:: Aim of the task ::
Return the lines below exactly, from the first one through the line that has "const TUP_OLE_SIGNATURE: [u8;". Leave out everything after it.

:: Exercise data ::
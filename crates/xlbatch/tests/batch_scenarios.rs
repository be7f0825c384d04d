use std::collections::BTreeSet;
use std::fs::{self, File};
use std::io::Read;
use std::path::{Path, PathBuf};

use chrono::NaiveDate;
use polars::df;
use polars::prelude::{DataFrame, IpcWriter, SerWriter};
use xlbatch::{
    BatchError, FrameTemplate, SpecBatchContext, SpecBatchOptions, SpecJob, SpecPasswordManifest,
    SplitTemplate, create_xl_file_multiple_templates,
};
use zip::ZipArchive;

const TUP_OLE_SIGNATURE: [u8; 8] = [0xD0, 0xCF, 0x11, 0xE0, 0xA1, 0xB1, 0x1A, 0xE1];

fn context(path_dir: &Path) -> SpecBatchContext {
    SpecBatchContext::new(path_dir, NaiveDate::from_ymd_opt(2024, 1, 1).expect("date"))
}

fn orders() -> DataFrame {
    df!(
        "Region" => ["East", "West", "East", "West", "East"],
        "Customer" => ["a", "b", "c", "d", "e"],
        "Amount" => [10i64, 20, 30, 40, 50],
    )
    .expect("df")
}

fn region_options(l_values: &[&str]) -> SpecBatchOptions {
    SpecBatchOptions {
        split_by_value: true,
        split_by: Some("Region".to_string()),
        split_by_range: Some(l_values.iter().map(|v| v.to_string()).collect()),
        ..SpecBatchOptions::default()
    }
}

fn read_part(path_file: &Path, name_part: &str) -> String {
    let mut archive = ZipArchive::new(File::open(path_file).expect("open")).expect("zip");
    let mut c_xml = String::new();
    archive
        .by_name(name_part)
        .expect("part")
        .read_to_string(&mut c_xml)
        .expect("read part");
    c_xml
}

fn list_names(path_dir: &Path) -> BTreeSet<String> {
    fs::read_dir(path_dir)
        .expect("read dir")
        .map(|entry| entry.expect("entry").file_name().to_string_lossy().into_owned())
        .collect()
}

#[test]
fn acme_region_split_writes_one_workbook_per_region() {
    let tmp = tempfile::tempdir().expect("tempdir");
    let template = FrameTemplate::new(orders(), "Orders");

    let report = create_xl_file_multiple_templates(
        "Acme",
        &[&template],
        &region_options(&["East", "West"]),
        &context(tmp.path()),
    )
    .expect("batch")
    .expect("report");

    let dir_plain = tmp.path().join("Acme-20240101");
    assert_eq!(
        list_names(&dir_plain),
        BTreeSet::from([
            "AcmeID1001-East-20240101.xlsx".to_string(),
            "AcmeID1002-West-20240101.xlsx".to_string(),
        ])
    );
    assert_eq!(report.files.len(), 2);
    assert!(report.path_manifest.is_none());

    let path_east = dir_plain.join("AcmeID1001-East-20240101.xlsx");
    let c_workbook = read_part(&path_east, "xl/workbook.xml");
    assert!(c_workbook.contains("name=\"Sheet1\""));
    assert!(!c_workbook.contains("workbookProtection"));

    let c_sheet = read_part(&path_east, "xl/worksheets/sheet1.xml");
    assert_eq!(c_sheet.matches("<row ").count(), 4);
    let c_strings = read_part(&path_east, "xl/sharedStrings.xml");
    assert!(c_strings.contains(">East<"));
    assert!(!c_strings.contains(">West<"));
}

#[test]
fn protect_files_moves_encrypted_workbooks_and_writes_manifest() {
    let tmp = tempfile::tempdir().expect("tempdir");
    let template = FrameTemplate::new(orders(), "Orders");
    let options = SpecBatchOptions {
        protect_files: true,
        random_password: false,
        ..region_options(&["East", "West"])
    };

    let report = create_xl_file_multiple_templates(
        "Acme",
        &[&template],
        &options,
        &context(tmp.path()),
    )
    .expect("batch")
    .expect("report");

    let path_manifest = tmp.path().join("Acme-PasswordMaster-20240101.csv");
    assert_eq!(report.path_manifest.as_deref(), Some(path_manifest.as_path()));
    let c_csv = fs::read_to_string(&path_manifest).expect("manifest");
    assert!(c_csv.starts_with("File ID,Filename,Region,Password\n"));

    let manifest = SpecPasswordManifest::read_csv(&path_manifest).expect("read manifest");
    assert_eq!(manifest.records.len(), 2);
    let set_pairs = manifest
        .records
        .iter()
        .map(|record| (record.file_id.clone(), record.file_name.clone()))
        .collect::<BTreeSet<_>>();
    assert_eq!(set_pairs.len(), 2);

    let dir_plain = tmp.path().join("Acme-20240101");
    let dir_protected = tmp.path().join("Acme-20240101-Protected");
    assert!(list_names(&dir_plain).is_empty());
    for record in &manifest.records {
        let v_bytes = fs::read(dir_protected.join(&record.file_name)).expect("protected file");
        assert_eq!(&v_bytes[..8], &TUP_OLE_SIGNATURE);
    }
    assert!(report.files.iter().all(|path| path.starts_with(&dir_protected)));
    assert_eq!(
        report.report_protect.as_ref().map(|r| r.cnt_protected),
        Some(2)
    );
}

#[test]
fn deterministic_passwords_repeat_across_runs() {
    let options = SpecBatchOptions {
        protect_files: true,
        ..region_options(&["West", "East"])
    };
    let template = FrameTemplate::new(orders(), "Orders");

    let l_manifests = (0..2)
        .map(|_| {
            let tmp = tempfile::tempdir().expect("tempdir");
            create_xl_file_multiple_templates("Acme", &[&template], &options, &context(tmp.path()))
                .expect("batch");
            SpecPasswordManifest::read_csv(&tmp.path().join("Acme-PasswordMaster-20240101.csv"))
                .expect("manifest")
        })
        .collect::<Vec<_>>();
    assert_eq!(l_manifests[0], l_manifests[1]);
}

#[test]
fn in_zip_replaces_both_folders_with_archives() {
    let tmp = tempfile::tempdir().expect("tempdir");
    let template = FrameTemplate::new(orders(), "Orders");
    let options = SpecBatchOptions {
        protect_files: true,
        in_zip: true,
        ..region_options(&["East", "West"])
    };

    let report = create_xl_file_multiple_templates(
        "Acme",
        &[&template],
        &options,
        &context(tmp.path()),
    )
    .expect("batch")
    .expect("report");

    let dir_plain = tmp.path().join("Acme-20240101");
    let dir_protected = tmp.path().join("Acme-20240101-Protected");
    assert!(!dir_plain.exists());
    assert!(!dir_protected.exists());

    let path_zip_plain = tmp.path().join("Acme-20240101.zip");
    let path_zip_protected = tmp.path().join("Acme-20240101-Protected.zip");
    assert_eq!(report.archives, vec![path_zip_plain.clone(), path_zip_protected.clone()]);

    let archive = ZipArchive::new(File::open(&path_zip_protected).expect("open")).expect("zip");
    let set_names = archive.file_names().map(str::to_string).collect::<BTreeSet<_>>();
    assert_eq!(
        set_names,
        BTreeSet::from([
            "AcmeID1001-East-20240101.xlsx".to_string(),
            "AcmeID1002-West-20240101.xlsx".to_string(),
        ])
    );
    assert!(path_zip_plain.is_file());
}

#[test]
fn in_zip_without_protection_archives_plain_folder() {
    let tmp = tempfile::tempdir().expect("tempdir");
    let template = FrameTemplate::new(orders(), "Orders");
    let options = SpecBatchOptions {
        in_zip: true,
        ..region_options(&["East", "West"])
    };

    let report = create_xl_file_multiple_templates(
        "Acme",
        &[&template],
        &options,
        &context(tmp.path()),
    )
    .expect("batch")
    .expect("report");

    let path_zip_plain = tmp.path().join("Acme-20240101.zip");
    assert_eq!(report.archives, vec![path_zip_plain.clone()]);
    assert!(!tmp.path().join("Acme-20240101").exists());
    let archive = ZipArchive::new(File::open(&path_zip_plain).expect("open")).expect("zip");
    assert_eq!(archive.len(), 2);
    assert!(report.warnings.iter().any(|w| w.contains("Nothing to archive")));
}

#[test]
fn punctuation_is_stripped_from_file_names() {
    let tmp = tempfile::tempdir().expect("tempdir");
    let df = df!("Supplier" => ["Acme, Inc.", "Beta/Gamma"]).expect("df");
    let template = FrameTemplate::new(df, "Suppliers");
    let options = SpecBatchOptions {
        split_by_value: true,
        split_by: Some("Supplier".to_string()),
        split_by_range: Some(vec!["Acme, Inc.".to_string(), "Beta/Gamma".to_string()]),
        ..SpecBatchOptions::default()
    };

    create_xl_file_multiple_templates("Acme", &[&template], &options, &context(tmp.path()))
        .expect("batch");

    assert_eq!(
        list_names(&tmp.path().join("Acme-20240101")),
        BTreeSet::from([
            "AcmeID1001-Acme Inc-20240101.xlsx".to_string(),
            "AcmeID1002-BetaGamma-20240101.xlsx".to_string(),
        ])
    );
}

#[test]
fn same_inputs_produce_same_names() {
    let template = FrameTemplate::new(orders(), "Orders");
    let options = SpecBatchOptions {
        batch: 7,
        ..region_options(&["West", "East", "East"])
    };

    let l_runs = (0..2)
        .map(|_| {
            let tmp = tempfile::tempdir().expect("tempdir");
            create_xl_file_multiple_templates("Acme", &[&template], &options, &context(tmp.path()))
                .expect("batch")
                .expect("report")
                .files
                .iter()
                .map(|path| path.file_name().expect("name").to_string_lossy().into_owned())
                .collect::<Vec<_>>()
        })
        .collect::<Vec<_>>();
    assert_eq!(l_runs[0], l_runs[1]);
    assert_eq!(
        l_runs[0],
        vec![
            "AcmeID7001-East-20240101.xlsx".to_string(),
            "AcmeID7002-West-20240101.xlsx".to_string(),
        ]
    );
}

#[test]
fn multiple_templates_with_sheet_and_workbook_passwords() {
    let tmp = tempfile::tempdir().expect("tempdir");
    let template_orders = FrameTemplate::new(orders(), "Orders");
    let template_contacts = FrameTemplate::new(
        df!("Region" => ["East", "West"], "Contact" => ["x@e", "y@w"]).expect("df"),
        "Contacts",
    );
    let options = SpecBatchOptions {
        sheet_password: Some("sheet-pw".to_string()),
        workbook_password: Some("password".to_string()),
        ..region_options(&["East"])
    };
    let l_templates: Vec<&dyn SplitTemplate> = vec![&template_orders, &template_contacts];

    let report =
        create_xl_file_multiple_templates("Acme", &l_templates, &options, &context(tmp.path()))
            .expect("batch")
            .expect("report");

    let path_file = &report.files[0];
    let c_workbook = read_part(path_file, "xl/workbook.xml");
    assert!(c_workbook.contains("name=\"Sheet1\""));
    assert!(c_workbook.contains("name=\"Sheet2\""));
    assert!(c_workbook.contains("workbookPassword=\"83AF\""));
    assert!(read_part(path_file, "xl/worksheets/sheet1.xml").contains("<sheetProtection"));
    assert!(read_part(path_file, "xl/worksheets/sheet2.xml").contains("<sheetProtection"));
}

#[test]
fn without_value_filter_every_workbook_holds_all_rows() {
    let tmp = tempfile::tempdir().expect("tempdir");
    let template = FrameTemplate::new(orders(), "Orders");
    let options = SpecBatchOptions {
        split_by_value: false,
        split_by: None,
        split_by_range: Some(vec!["North".to_string(), "South".to_string()]),
        ..SpecBatchOptions::default()
    };

    let report = create_xl_file_multiple_templates(
        "Acme",
        &[&template],
        &options,
        &context(tmp.path()),
    )
    .expect("batch")
    .expect("report");

    assert_eq!(report.files.len(), 2);
    for path_file in &report.files {
        let c_sheet = read_part(path_file, "xl/worksheets/sheet1.xml");
        assert_eq!(c_sheet.matches("<row ").count(), 6);
    }
}

#[test]
fn job_file_runs_end_to_end() {
    let tmp = tempfile::tempdir().expect("tempdir");
    let mut df = orders();
    let mut file_ipc = File::create(tmp.path().join("orders.arrow")).expect("create");
    IpcWriter::new(&mut file_ipc).finish(&mut df).expect("ipc");

    let path_job = tmp.path().join("job.json");
    fs::write(
        &path_job,
        r#"{
            "project_name": "Acme",
            "templates": [{"path": "orders.arrow", "main_sheet": "Orders"}],
            "split_by_value": true,
            "split_by": "Region",
            "split_by_range": ["East", "West"],
            "dir_out": "out"
        }"#,
    )
    .expect("write job");

    let job = SpecJob::load(&path_job).expect("job");
    let report = job
        .run(NaiveDate::from_ymd_opt(2024, 1, 1).expect("date"), None)
        .expect("run")
        .expect("report");
    let l_expected: Vec<PathBuf> = ["AcmeID1001-East-20240101.xlsx", "AcmeID1002-West-20240101.xlsx"]
        .iter()
        .map(|name| tmp.path().join("out").join("Acme-20240101").join(name))
        .collect();
    assert_eq!(report.files, l_expected);
}

#[test]
fn job_with_scalar_split_range_creates_nothing() {
    let tmp = tempfile::tempdir().expect("tempdir");
    let path_job = tmp.path().join("job.json");
    fs::write(
        &path_job,
        r#"{"project_name": "Acme", "templates": [], "split_by": "Region", "split_by_range": "East"}"#,
    )
    .expect("write job");

    let err = SpecJob::load(&path_job).expect_err("not a list");
    assert!(matches!(err, BatchError::SplitRangeNotList(_)));
    assert_eq!(list_names(tmp.path()), BTreeSet::from(["job.json".to_string()]));
}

:: Expected output ::
filename crates/xlbatch/tests/batch_scenarios.rs
repository be7f0825c384d04d
use std::collections::BTreeSet;
use std::fs::{self, File};
use std::io::Read;
use std::path::{Path, PathBuf};

use chrono::NaiveDate;
use polars::df;
use polars::prelude::{DataFrame, IpcWriter, SerWriter};
use xlbatch::{
    BatchError, FrameTemplate, SpecBatchContext, SpecBatchOptions, SpecJob, SpecPasswordManifest,
    SplitTemplate, create_xl_file_multiple_templates,
};
use zip::ZipArchive;

const TUP_OLE_SIGNATURE: [u8; 8] = [0xD0, 0xCF, 0x11, 0xE0, 0xA1, 0xB1, 0x1A, 0xE1];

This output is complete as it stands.